Zed Shaw: Github's Favorite Joke - pufuwozu
http://sheddingbikes.com/posts/1306816425.html
======
rtomayko
I'm the GitHub employee that fixed the bug. I usually try not to get involved
with stuff like this but I feel like I'm in a unique situation to correct the
record here.

 _"They purposefully allow this glaringly obvious mechanism for insulting and
annoying their members and are actually involved in the joke."_

I've never heard of the joke. I've never heard of anyone at GitHub being
involved in one of these jokes.

There has been one case that I'm aware of where someone mass added people to a
repository in order to fill up activity feeds. That person was banned. It's an
issue we'd like to address more generally.

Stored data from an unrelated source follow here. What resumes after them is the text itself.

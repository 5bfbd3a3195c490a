//! Time string parsing.
//!
//! Keep segments are given on the command line as `H:M:S`, `M:S` or plain
//! seconds. Only whole seconds are supported.

use crate::{Error, Result};
use std::fmt;
use std::str::FromStr;

/// Convert a `H:M:S`, `M:S` or `S` string to whole seconds.
///
/// Components are not range-checked, so `"0:90"` is 90 seconds.
///
/// # Example
///
/// ```
/// use trimforge_av::timecode::parse_seconds;
///
/// assert_eq!(parse_seconds("1:02:03")?, 3723);
/// assert_eq!(parse_seconds("4:05")?, 245);
/// assert_eq!(parse_seconds("42")?, 42);
/// assert!(parse_seconds("1.5").is_err());
/// # Ok::<(), trimforge_av::Error>(())
/// ```
pub fn parse_seconds(s: &str) -> Result<u64> {
    if s.is_empty() {
        return Err(Error::invalid_timecode(s, "empty time"));
    }

    if let Some(c) = s.chars().find(|c| !c.is_ascii_digit() && *c != ':') {
        return Err(Error::invalid_timecode(
            s,
            format!("unexpected character '{}'", c),
        ));
    }

    let parts: Vec<&str> = s.split(':').collect();
    if parts.len() > 3 {
        return Err(Error::invalid_timecode(
            s,
            "expected at most three components (H:M:S)",
        ));
    }

    let mut total: u64 = 0;
    for part in parts {
        if part.is_empty() {
            return Err(Error::invalid_timecode(s, "empty component"));
        }
        let value: u64 = part
            .parse()
            .map_err(|_| Error::invalid_timecode(s, "value out of range"))?;
        total = total
            .checked_mul(60)
            .and_then(|t| t.checked_add(value))
            .ok_or_else(|| Error::invalid_timecode(s, "value out of range"))?;
    }

    Ok(total)
}

/// Render whole seconds as `H:MM:SS`.
pub fn format_seconds(secs: u64) -> String {
    format!("{}:{:02}:{:02}", secs / 3600, (secs / 60) % 60, secs % 60)
}

/// A point in the input timeline, in whole seconds.
#[derive(Debug, Clone, Copy, PartialEq, Eq, PartialOrd, Ord, Hash, Default)]
pub struct Timecode(u64);

impl Timecode {
    /// The zero time code. As a segment end it means "end of file".
    pub const ZERO: Timecode = Timecode(0);

    pub fn from_secs(secs: u64) -> Self {
        Self(secs)
    }

    pub fn as_secs(&self) -> u64 {
        self.0
    }

    pub fn is_zero(&self) -> bool {
        self.0 == 0
    }
}

impl FromStr for Timecode {
    type Err = Error;

    fn from_str(s: &str) -> Result<Self> {
        parse_seconds(s).map(Timecode)
    }
}

impl fmt::Display for Timecode {
    fn fmt(&self, f: &mut fmt::Formatter<'_>) -> fmt::Result {
        f.write_str(&format_seconds(self.0))
    }
}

 _"Until I broke their server they were all laughing at my 'testing' then they
were pissed when they had to fix the bug I found."_

I fixed the bug without being aware of any of this. I check our exception
monitor every day. It was there. It was obvious. I fixed it.

It was a simple bug triggered by branch names that look like commit SHA1s.
Here's the commit:

<https://gist.github.com/88bc774d0c97e6c955c0>

It affected only branch list pages with branch names matching [0-9a-f]{40}.

 _"If you don't believe me, look at the HackerNewsTips twitter account, which
I know is astroturfed by a github employee."_

That is _not_ a GitHub employee. We don't hire anyone that witty as a rule.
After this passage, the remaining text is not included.